The expression of the TLR2 and TLR4 was determined by western blotting. HIEC lysates were prepared using an ice cold lysis buffer (50 mM TRIS, 150 mM NaCl, 10 mM EDTA, 1% Triton) supplemented with a mixture of protease inhibitors (Boehringer, Mannheim, Germany). Equivalent protein samples were resolved on 10% SDS-polyacrylamide gels and transferred to nitrocellulose membranes (Bio-Rad). For immunodetection, the membranes were incubated overnight with anti-TLR2 (1:500), or TLR4 antibody (1:500, all Biocarta, Hamburg, Germany) in TRIS buffered saline/Tween 20-1% milk powder, followed by incubation with the hoseradish peroxidase conjugated antimouse-IgG (1:5000, Biosource). To confirm the presence of both receptors and the specificity of the anti-TLR2 and TLR4 mouse IgG antibodies, a second set of anti-TLR2 and TLR4 antibodies (polyclonal goat IgG, Santa Cruz) was used. In addition, control experiments with highly specific blocking peptides were performed. The bands were read by enhanced chemiluminescence (ECL-kit, Amersham). Caco-2 cell lysates were used as positive control.
CD14 and TLR expression
Unstimulated and LPS or TNF stimulated HIEC as well as normal human macrophages (from a healthy donor) were stained with an anti-CD14-FITC labelled antibody (DAKO, Hamburg, Germany) for 30 minutes at 37°C. Monocytes, serving as positive control, were isolated from PBL by isotonic density gradient centrifugation (Ficoll, Becton Dickinson) followed by subsequent cultivation on plastic dishes permitting the separation of attached cells (monocyte/macrophage fraction) from the non-attached leucocytes. After intensive washing, the surface expression of CD14 was analysed by flow cytometry. In parallel, immunostaining for TLR2 and TLR4 was performed. Therefore, HIEC were incubated with highly specific antibodies directed against TLR2 or TLR4 (1:1000 each, all Biocarta) for 60 minutes at room temperature. Thereafter, a secondary FITC labelled antimouse antibody was used (30 minutes at room temperature) to permit visualisation and subsequent quantification of the receptor expression by immunofluorescence and flow cytometry. The effect of LPS (0.1–10 μg/ml, 24–48 hours) on TLR2 and TLR4 expression was quantified by flow cytometry, as described above.

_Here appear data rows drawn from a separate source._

//! Error handling for deps-pin
//!
//! Two layers, as in the rest of the codebase:
//! - [`PinError`] - strongly-typed failures raised while loading, resolving and
//!   emitting dependencies
//! - [`ErrorContext`] - a display wrapper adding details and an actionable
//!   suggestion for CLI users
//!
//! Library code returns `Result<T, PinError>` where the failure kind matters to
//! callers (rate limiting, asset selection, unsupported strategies) and
//! `anyhow::Result` for plumbing. [`user_friendly_error`] turns either into an
//! [`ErrorContext`] at the top of `main`.
//!
//! Drift between a pinned reference and upstream is never an error; see
//! [`crate::resolver::Drift`].

use chrono::{DateTime, Local, Utc};
use colored::Colorize;
use std::fmt;
use thiserror::Error;

/// Why release-asset selection could not produce exactly one candidate.
#[derive(Debug, Clone, PartialEq, Eq)]
pub enum AssetProblem {
    /// Nothing matched and the release carries no source tarball.
    NoneFound {
        /// Tag of the release that was inspected.
        tag: String,
        /// `file_regex` the assets were filtered with, if any.
        file_regex: Option<String>,
    },
    /// More than one asset matched.
    Ambiguous {
        /// Names of every matching asset, in release order.
        candidates: Vec<String>,
    },
}

impl fmt::Display for AssetProblem {
    fn fmt(&self, f: &mut fmt::Formatter<'_>) -> fmt::Result {
        match self {
            Self::NoneFound {
                tag,
                file_regex,
            } => {
                write!(f, "no assets found in release {tag}")?;
                match file_regex {
                    Some(pattern) => write!(f, " matching file_regex '{pattern}'"),
                    None => Ok(()),
                }
            }
            Self::Ambiguous {
                candidates,
            } => {
                write!(f, "too many assets, use more specific file_regex: [{}]", candidates.join(", "))
            }
        }
    }
}

/// The main error type for dependency resolution.
///
/// The first three variants are the classified failures callers are expected to
/// match on. Everything after [`PinError::UnsupportedStrategy`] is transport,
/// parsing or filesystem plumbing that propagates as-is.
#[derive(Error, Debug, Clone)]
pub enum PinError {
    /// The forge API throttled us (403 carrying a rate-limit reset header).
    #[error("{}", rate_limit_message(.reset_at, .authenticated))]
    RateLimited {
        /// Instant at which requests are accepted again.
        reset_at: DateTime<Utc>,
        /// Whether the throttled request carried an access token.
        authenticated: bool,
    },

    /// A release did not yield exactly one downloadable artifact.
    #[error("Cannot select a release asset for '{name}': {problem}")]
    AmbiguousOrMissingAssets {
        /// Dependency being resolved
        name: String,
        /// What went wrong
        problem: AssetProblem,
    },

    /// Unknown `type` or `file_type` value.
    #[error("Unsupported {field} '{value}' for dependency '{name}'")]
    UnsupportedStrategy {
        /// Dependency being resolved
        name: String,
        /// Field carrying the value (`type` or `file_type`)
        field: String,
        /// Offending value
        value: String,
    },

    /// `freeze_version` names a version the registry does not list.
    #[error("Frozen version '{version}' of '{name}' is not published")]
    FrozenVersionNotFound {
        /// Dependency being resolved
        name: String,
        /// Version that was requested
        version: String,
    },

    /// A branch does not exist on the remote.
    #[error("Branch '{branch}' not found on remote {url}")]
    RefNotFound {
        /// Remote URL
        url: String,
        /// Branch that was looked up
        branch: String,
    },

    /// Upstream answered with a non-success status.
    #[error("HTTP {status} from {url}")]
    HttpStatus {
        /// Requested URL
        url: String,
        /// Response status code
        status: u16,
    },

    /// The request never produced a response.
    #[error("Network error while fetching {url}: {message}")]
    Network {
        /// Requested URL
        url: String,
        /// Transport error text
        message: String,
    },

    /// A response body could not be decoded.
    #[error("Invalid response from {url}: {reason}")]
    InvalidResponse {
        /// Requested URL
        url: String,
        /// Decoding error
        reason: String,
    },

    /// A git subprocess failed.
    #[error("Git operation failed: {operation}")]
    GitCommandError {
        /// The git operation that failed (e.g. "ls-remote")
        operation: String,
        /// The error output from the git command
        stderr: String,
    },

    /// A downloaded archive could not be listed.
    #[error("Cannot read archive downloaded from {url}: {reason}")]
    Archive {
        /// Download URL
        url: String,
        /// Underlying error
        reason: String,
    },

    /// A dependency record is structurally invalid.
    #[error("Invalid dependency specification for '{name}': {reason}")]
    InvalidSpec {
        /// Dependency name (or `<unnamed>`)
        name: String,
        /// What is wrong with it
        reason: String,
    },

    /// A dependency list file is not valid relaxed JSON.
    #[error("Invalid dependency list {file}: {reason}")]
    SpecParse {
        /// File that failed to parse
        file: String,
        /// Parser message
        reason: String,
    },

    /// A fragment template failed to render.
    #[error("Failed to render {template}: {reason}")]
    Template {
        /// Template name
        template: String,
        /// Tera error with its causes
        reason: String,
    },

    /// Filesystem failure while reading specs or writing fragments.
    #[error("File system error: {operation} {path}: {message}")]
    Io {
        /// What we were doing
        operation: String,
        /// Path involved
        path: String,
        /// OS error text
        message: String,
    },

    /// Anything not classified above.
    #[error("{message}")]
    Other {
        /// Full message including the cause chain
        message: String,
    },
}

impl PinError {
    /// Whether this is an upstream "not found" answer.
    #[must_use]
    pub const fn is_not_found(&self) -> bool {
        matches!(
            self,
            Self::HttpStatus {
                status: 404,
                ..
            }
        )
    }

    /// Whether this is one of the asset selection failures.
    #[must_use]
    pub const fn is_asset_selection(&self) -> bool {
        matches!(self, Self::AmbiguousOrMissingAssets { .. })
    }

    pub(crate) fn io(operation: &str, path: &std::path::Path, err: &std::io::Error) -> Self {
        Self::Io {
            operation: operation.to_string(),
            path: path.display().to_string(),
            message: err.to_string(),
        }
    }
}

fn rate_limit_message(reset_at: &DateTime<Utc>, authenticated: &bool) -> String {
    let utc = reset_at.format("%Y-%m-%d %H:%M:%S");
    let local = reset_at.with_timezone(&Local).format("%Y-%m-%d %H:%M:%S");
    let mut message = format!(
        "We have been rate-limited by GitHub. We can make API calls again at:\n  {utc} UTC ({local} local time)."
    );
    if !authenticated {
        message.push_str(
            "\nYou can try re-running and specifying an access token since authenticated\n\
             GitHub API requests have a higher rate limit.",
        );
    }
    message
}

/// User-facing wrapper around a [`PinError`].
#[derive(Debug)]
pub struct ErrorContext {
    /// The underlying error
    pub error: PinError,
    /// Optional suggestion for resolving the error
    pub suggestion: Option<String>,
    /// Optional additional details about the error
    pub details: Option<String>,
}

impl ErrorContext {
    /// Create a new error context with no suggestion or details.
    #[must_use]
    pub const fn new(error: PinError) -> Self {
        Self {
            error,
            suggestion: None,
            details: None,
        }
    }

    /// Add a suggestion for resolving the error.
    pub fn with_suggestion(mut self, suggestion: impl Into<String>) -> Self {
        self.suggestion = Some(suggestion.into());
        self
    }

    /// Add additional details explaining the error.
    pub fn with_details(mut self, details: impl Into<String>) -> Self {
        self.details = Some(details.into());
        self
    }

    /// Print the error to stderr: message in red, details in yellow, suggestion in green.
    pub fn display(&self) {
        eprintln!("{}: {}", "error".red().bold(), self.error);

        if let Some(details) = &self.details {
            eprintln!("{}: {}", "details".yellow(), details);
        }

        if let Some(suggestion) = &self.suggestion {
            eprintln!("{}: {}", "suggestion".green(), suggestion);
        }
    }
}

impl fmt::Display for ErrorContext {
    fn fmt(&self, f: &mut fmt::Formatter<'_>) -> fmt::Result {
        write!(f, "{}", self.error)?;

        if let Some(details) = &self.details {
            write!(f, "\nDetails: {details}")?;
        }

        if let Some(suggestion) = &self.suggestion {
            write!(f, "\nSuggestion: {suggestion}")?;
        }

        Ok(())
    }
}

impl std::error::Error for ErrorContext {}

/// Convert any error to a user-friendly [`ErrorContext`].
///
/// Recognises [`PinError`] anywhere in the chain and attaches a tailored
/// suggestion. Anything else is rendered with its full cause chain.
#[must_use]
pub fn user_friendly_error(error: anyhow::Error) -> ErrorContext {
    if let Some(pin_error) = error.chain().find_map(|cause| cause.downcast_ref::<PinError>()) {
        let mut ctx = create_error_context(pin_error.clone());
        if error.downcast_ref::<PinError>().is_none() {
            // Surface the outer context ("while resolving foo") as details.
            ctx = ctx.with_details(error.to_string());
        }
        return ctx;
    }

    let mut message = error.to_string();
    let chain: Vec<String> =
        error.chain().skip(1).map(std::string::ToString::to_string).collect();

    if !chain.is_empty() {
        message.push_str("\n\nCaused by:");
        for (i, cause) in chain.iter().enumerate() {
            message.push_str(&format!("\n  {}: {}", i + 1, cause));
        }
    }

    ErrorContext::new(PinError::Other {
        message,
    })
}

fn create_error_context(error: PinError) -> ErrorContext {
    match &error {
        PinError::RateLimited {
            authenticated: false,
            ..
        } => ErrorContext::new(error)
            .with_suggestion("Re-run with --token or set GITHUB_TOKEN"),
        PinError::RateLimited {
            ..
        } => ErrorContext::new(error).with_suggestion("Wait for the reset time and re-run"),
        PinError::AmbiguousOrMissingAssets {
            problem: AssetProblem::Ambiguous {
                ..
            },
            ..
        } => ErrorContext::new(error)
            .with_suggestion("Add or narrow \"file_regex\" so exactly one asset matches"),
        PinError::AmbiguousOrMissingAssets {
            ..
        } => ErrorContext::new(error)
            .with_suggestion("Check \"file_regex\" against the asset names of the release"),
        PinError::UnsupportedStrategy {
            field,
            ..
        } if field == "type" => ErrorContext::new(error).with_suggestion(
            "Supported types are github_tarball, github_release, git_clone and crate",
        ),
        PinError::UnsupportedStrategy {
            ..
        } => ErrorContext::new(error)
            .with_suggestion("Supported file types are \"archive\" and \"executable\""),
        PinError::FrozenVersionNotFound {
            ..
        } => ErrorContext::new(error)
            .with_suggestion("Check \"freeze_version\" against the versions listed by the registry"),
        PinError::HttpStatus {
            status: 404,
            ..
        } => ErrorContext::new(error)
            .with_suggestion("Check owner/repo/name spelling; repositories with only pre-releases need \"freeze_version\""),
        PinError::GitCommandError {
            stderr,
            ..
        } => {
            let details = stderr.trim().to_string();
            ErrorContext::new(error)
                .with_details(details)
                .with_suggestion("Ensure git is installed and the remote URL is reachable")
        }
        _ => ErrorContext::new(error),
    }
}
//! Writing generated fragments to the `gen/` directory.
//!
//! Layout after a run:
//!
//! ```text
//! build/deps/gen/
//! ├── deps.bzl              # aggregate for deps.jsonc
//! ├── build_deps.bzl        # aggregate for build_deps.jsonc
//! ├── dep_capnp_cpp.bzl     # one fragment per dependency
//! └── ...
//! ```
//!
//! Fragments carry their resolved reference as a `COMMIT`, `TAG_NAME` or
//! `VERSION` constant. [`read_provenance`] reads those back without touching
//! the network.

use regex::Regex;
use std::path::{Path, PathBuf};
use std::sync::LazyLock;
use tokio::fs;
use tracing::{debug, warn};

use crate::constants::AUTOGENERATED_MARKER;
use crate::core::PinError;
use crate::resolver::{Reference, ResolvedDependency};
use crate::templating::FragmentRenderer;

static PROVENANCE: LazyLock<Regex> = LazyLock::new(|| {
    Regex::new(r#"(?m)^(COMMIT|TAG_NAME|VERSION) = "([^"\n]*)"$"#).expect("provenance regex is valid")
});

/// Writes fragments for one `gen/` directory.
#[derive(Debug)]
pub struct Emitter {
    gen_dir: PathBuf,
    renderer: FragmentRenderer,
    dry_run: bool,
}

impl Emitter {
    /// Create an emitter. With `dry_run`, everything is rendered but nothing is
    /// written or deleted.
    pub fn new(gen_dir: impl Into<PathBuf>, dry_run: bool) -> Result<Self, PinError> {
        Ok(Self {
            gen_dir: gen_dir.into(),
            renderer: FragmentRenderer::new()?,
            dry_run,
        })
    }

    /// Output directory.
    #[must_use]
    pub fn gen_dir(&self) -> &Path {
        &self.gen_dir
    }

    /// Path of the fragment defining `macro_name`.
    #[must_use]
    pub fn fragment_path(&self, macro_name: &str) -> PathBuf {
        self.gen_dir.join(format!("{macro_name}.bzl"))
    }

    /// Delete every previously generated `.bzl` file, aggregates included.
    /// Returns how many files were removed.
    pub async fn clean_stale(&self) -> Result<usize, PinError> {
        let files = bzl_files(&self.gen_dir)?;
        if self.dry_run {
            debug!(count = files.len(), "dry run: keeping stale fragments");
            return Ok(0);
        }
        for file in &files {
            fs::remove_file(file).await.map_err(|e| PinError::io("removing", file, &e))?;
        }
        debug!(count = files.len(), dir = %self.gen_dir.display(), "removed stale fragments");
        Ok(files.len())
    }

    /// Render and write the fragment of one dependency.
    pub async fn write_fragment(&self, dep: &ResolvedDependency) -> Result<PathBuf, PinError> {
        let content = self.renderer.render_dependency(dep)?;
        let path = self.fragment_path(&dep.macro_name);
        self.write(&path, &content).await?;
        Ok(path)
    }

    /// Render and write the aggregate of one list.
    ///
    /// `macro_names` are every declared dependency of the list in declaration
    /// order, whether or not this run regenerated them. Entries without a
    /// fragment on disk are reported but still listed.
    pub async fn write_aggregate(&self, output: &str, macro_names: &[String]) -> Result<PathBuf, PinError> {
        if !self.dry_run {
            for name in macro_names {
                if !self.fragment_path(name).exists() {
                    warn!("{output} loads {name}.bzl, which does not exist; run without a filter to regenerate it");
                }
            }
        }

        let content = self.renderer.render_aggregate(macro_names)?;
        let path = self.gen_dir.join(output);
        self.write(&path, &content).await?;
        Ok(path)
    }

    async fn write(&self, path: &Path, content: &str) -> Result<(), PinError> {
        if self.dry_run {
            debug!(path = %path.display(), bytes = content.len(), "dry run: not writing");
            return Ok(());
        }
        fs::create_dir_all(&self.gen_dir)
            .await
            .map_err(|e| PinError::io("creating directory", &self.gen_dir, &e))?;
        fs::write(path, content).await.map_err(|e| PinError::io("writing", path, &e))?;
        debug!(path = %path.display(), "wrote fragment");
        Ok(())
    }
}

fn bzl_files(dir: &Path) -> Result<Vec<PathBuf>, PinError> {
    let pattern = format!("{}/*.bzl", glob::Pattern::escape(&dir.to_string_lossy()));
    let paths = glob::glob(&pattern).map_err(|e| PinError::Other {
        message: format!("invalid glob pattern {pattern}: {e}"),
    })?;
    let mut files = Vec::new();
    for entry in paths {
        let path = entry.map_err(|e| PinError::io("listing", e.path(), e.error()))?;
        if path.is_file() {
            files.push(path);
        }
    }
    files.sort();
    Ok(files)
}

/// What one fragment on disk says it was resolved to.
#[derive(Debug, Clone, PartialEq, Eq)]
pub struct Provenance {
    /// Macro name, taken from the file name
    pub macro_name: String,
    /// Resolved reference
    pub reference: Reference,
}

/// Parse the provenance constant out of fragment text.
///
/// Only generated files are considered. Fragments carry a single provenance
/// constant; the first one found is used.
#[must_use]
pub fn parse_provenance(text: &str) -> Option<Reference> {
    if !text.starts_with(AUTOGENERATED_MARKER) {
        return None;
    }
    let caps = PROVENANCE.captures(text)?;
    let value = caps[2].to_string();
    Some(match &caps[1] {
        "COMMIT" => Reference::Commit(value),
        "TAG_NAME" => Reference::Tag(value),
        _ => Reference::Version(value),
    })
}

/// Read back every fragment in `gen_dir`, sorted by macro name. Aggregates and
/// hand-written files are skipped. A missing directory yields an empty list.
pub async fn read_provenance(gen_dir: &Path) -> Result<Vec<Provenance>, PinError> {
    let mut out = Vec::new();
    for path in bzl_files(gen_dir)? {
        let text = fs::read_to_string(&path).await.map_err(|e| PinError::io("reading", &path, &e))?;
        let Some(reference) = parse_provenance(&text) else {
            continue;
        };
        let macro_name =
            path.file_stem().map(|s| s.to_string_lossy().into_owned()).unwrap_or_default();
        out.push(Provenance {
            macro_name,
            reference,
        });
    }
    Ok(out)
}
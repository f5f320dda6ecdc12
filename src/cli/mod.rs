//! Command-line interface for update-deps.
//!
//! ```bash
//! # Re-resolve every dependency, prompting for a forge token when interactive
//! bazel run //build/deps:update-deps
//!
//! # Only dependencies whose name starts with "capnp"
//! update-deps capnp
//!
//! # Show what the generated fragments are pinned to, offline
//! update-deps --status
//! ```
//!
//! Progress goes to stdout as one `Checking <name> ... <reference>` line per
//! dependency. Diagnostics go to stderr through `tracing`.

use anyhow::{Context, Result};
use clap::Parser;
use colored::Colorize;
use std::io::{BufRead, IsTerminal, Write};
use std::path::PathBuf;
use tracing_subscriber::EnvFilter;

use crate::config::{Settings, ToolConfig, deps_dir_from};
use crate::constants::{GEN_SUBDIR, WORKSPACE_DIR_ENV};
use crate::emitter::read_provenance;
use crate::updater::{UpdateEvent, UpdateOptions, UpdateSummary, Updater};

const TOKEN_HELP: &str = "Follow these steps to obtain a GitHub API access token with
appropriate permissions:

1. On github.com, go to
    Settings > Developer Settings > Personal access tokens > Fine-grained tokens.
2. Generate a new token with default settings.
";

/// Resolve external dependencies and regenerate their pinned fragments.
#[derive(Parser, Debug)]
#[command(
    name = "update-deps",
    about = "Resolve external dependencies and pin them in generated .bzl fragments",
    version
)]
pub struct Cli {
    /// Only update dependencies whose name starts with this prefix.
    ///
    /// Filtered runs keep fragments of other dependencies and never prompt
    /// for a token.
    #[arg(value_name = "NAME_PREFIX")]
    filter: Option<String>,

    /// Forge API access token for a higher rate limit.
    #[arg(long, env = "GITHUB_TOKEN", hide_env_values = true)]
    token: Option<String>,

    /// Never prompt for a token, even on a terminal.
    #[arg(long)]
    no_prompt: bool,

    /// Directory holding deps.jsonc and build_deps.jsonc.
    ///
    /// Defaults to `$BUILD_WORKSPACE_DIRECTORY/build/deps`, then `./build/deps`.
    #[arg(long, value_name = "DIR")]
    deps_dir: Option<PathBuf>,

    /// Configuration file to use instead of `<deps-dir>/update-deps.toml`.
    #[arg(long, value_name = "FILE")]
    config: Option<PathBuf>,

    /// Resolve everything but write and delete nothing.
    #[arg(long)]
    dry_run: bool,

    /// Print what the generated fragments are pinned to and exit.
    #[arg(long, conflicts_with_all = ["filter", "dry_run"])]
    status: bool,

    /// Enable debug logging.
    #[arg(short, long, conflicts_with = "quiet")]
    verbose: bool,

    /// Only print errors.
    #[arg(short, long)]
    quiet: bool,
}

impl Cli {
    /// Run the command.
    pub async fn execute(self) -> Result<()> {
        self.init_logging();

        let cwd = std::env::current_dir().context("Failed to determine the current directory")?;
        let deps_dir = deps_dir_from(self.deps_dir.clone(), std::env::var_os(WORKSPACE_DIR_ENV), &cwd);
        tracing::debug!(deps_dir = %deps_dir.display(), "using deps directory");

        if self.status {
            return self.print_status(&deps_dir.join(GEN_SUBDIR)).await;
        }

        let tool = ToolConfig::load(&deps_dir, self.config.as_deref()).await?;
        let token = self.resolve_token()?;
        let settings = Settings {
            deps_dir,
            tool,
            github_token: None,
        }
        .with_token(token);

        let options = UpdateOptions {
            filter: self.filter.clone(),
            dry_run: self.dry_run,
        };
        let updater = Updater::new(&settings, options)?;
        let summary = updater.run(|event| self.print_event(event)).await?;
        self.print_summary(summary);
        Ok(())
    }

    fn init_logging(&self) {
        let filter = if self.verbose {
            EnvFilter::new("warn,deps_pin=debug,update_deps=debug")
        } else if self.quiet {
            EnvFilter::new("error")
        } else {
            EnvFilter::try_from_default_env().unwrap_or_else(|_| EnvFilter::new("warn"))
        };

        let _ = tracing_subscriber::fmt()
            .with_env_filter(filter)
            .with_writer(std::io::stderr)
            .with_target(false)
            .try_init();
    }

    /// Token from the flag or environment; otherwise ask, but only for an
    /// unfiltered run on an interactive terminal.
    fn resolve_token(&self) -> Result<Option<String>> {
        if self.token.is_some() {
            return Ok(self.token.clone());
        }
        if !self.should_prompt(std::io::stdin().is_terminal()) {
            return Ok(None);
        }

        println!("{TOKEN_HELP}");
        print!("Please enter GitHub API access token (or empty to skip): ");
        std::io::stdout().flush()?;

        let mut line = String::new();
        std::io::stdin().lock().read_line(&mut line).context("Failed to read access token")?;
        Ok(Some(line.trim_end_matches(['\r', '\n']).to_string()))
    }

    fn should_prompt(&self, interactive: bool) -> bool {
        self.token.is_none() && self.filter.is_none() && !self.no_prompt && interactive
    }

    fn print_event(&self, event: &UpdateEvent) {
        if self.quiet {
            return;
        }
        match event {
            UpdateEvent::StaleRemoved {
                count,
            } if *count > 0 => {
                println!("{} {count} previously generated file(s)", "Removed".dimmed());
            }
            UpdateEvent::StaleRemoved {
                ..
            } => {}
            UpdateEvent::ListStarted {
                spec,
                count,
            } => {
                println!("{} {} ({count} dependencies)", "Processing".cyan().bold(), spec.display());
            }
            UpdateEvent::Checking {
                name,
            } => {
                print!("Checking {name} ... ");
                let _ = std::io::stdout().flush();
            }
            UpdateEvent::Skipped {
                ..
            } => println!("{}", "skipped".dimmed()),
            UpdateEvent::Resolved {
                dependency,
                ..
            } => match &dependency.drift {
                Some(drift) => println!("{}", drift.to_string().yellow()),
                None => println!("{}", dependency.reference.to_string().green()),
            },
            UpdateEvent::AggregateWritten {
                path,
            } => {
                println!("{} {}", "Wrote".green().bold(), path.display());
            }
        }
    }

    fn print_summary(&self, summary: UpdateSummary) {
        if self.quiet {
            return;
        }
        let mut line = format!("{} dependencies resolved", summary.resolved);
        if summary.skipped > 0 {
            line.push_str(&format!(", {} skipped", summary.skipped));
        }
        if summary.drifted > 0 {
            line.push_str(&format!(", {} frozen with updates available", summary.drifted));
        }
        if self.dry_run {
            line.push_str(" (dry run, nothing written)");
        }
        println!("{}", line.bold());
    }

    async fn print_status(&self, gen_dir: &std::path::Path) -> Result<()> {
        let entries = read_provenance(gen_dir).await?;
        if entries.is_empty() {
            println!("No generated fragments in {}", gen_dir.display());
            return Ok(());
        }

        let width = entries.iter().map(|e| e.macro_name.len()).max().unwrap_or(0);
        for entry in &entries {
            println!("{:<width$}  {}", entry.macro_name, entry.reference.as_str().cyan());
        }
        Ok(())
    }
}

Results are reported as the mean (SEM) of triplicate samples. Significance was established at 95%, and determined by Student’s t test for non-paired values, and the Mann-Whitney U test for non-parametric values.
Effect of LPS on IEC growth
LPS proved to be a potent inhibitor of HIEC growth in a dose dependent manner. After a 22 hour stimulation period, HIEC proliferation rate was maximally reduced to 62 (7)% in comparision with control wells at 10 μg/ml LPS, with a plateau effect at higher concentrations (fig 1A). Cell count analyses confirmed the anti-proliferative effect of LPS in HIEC (fig 1B and C). In contrast with this growth inhibitory effect on the HIEC line, the same LPS preparation significantly stimulated proliferation in the rat cell line IEC-6 (fig 1B and D). This effect was dose dependent with a maximal proliferation rate of 256 (12)% compared with unstimulated control cells.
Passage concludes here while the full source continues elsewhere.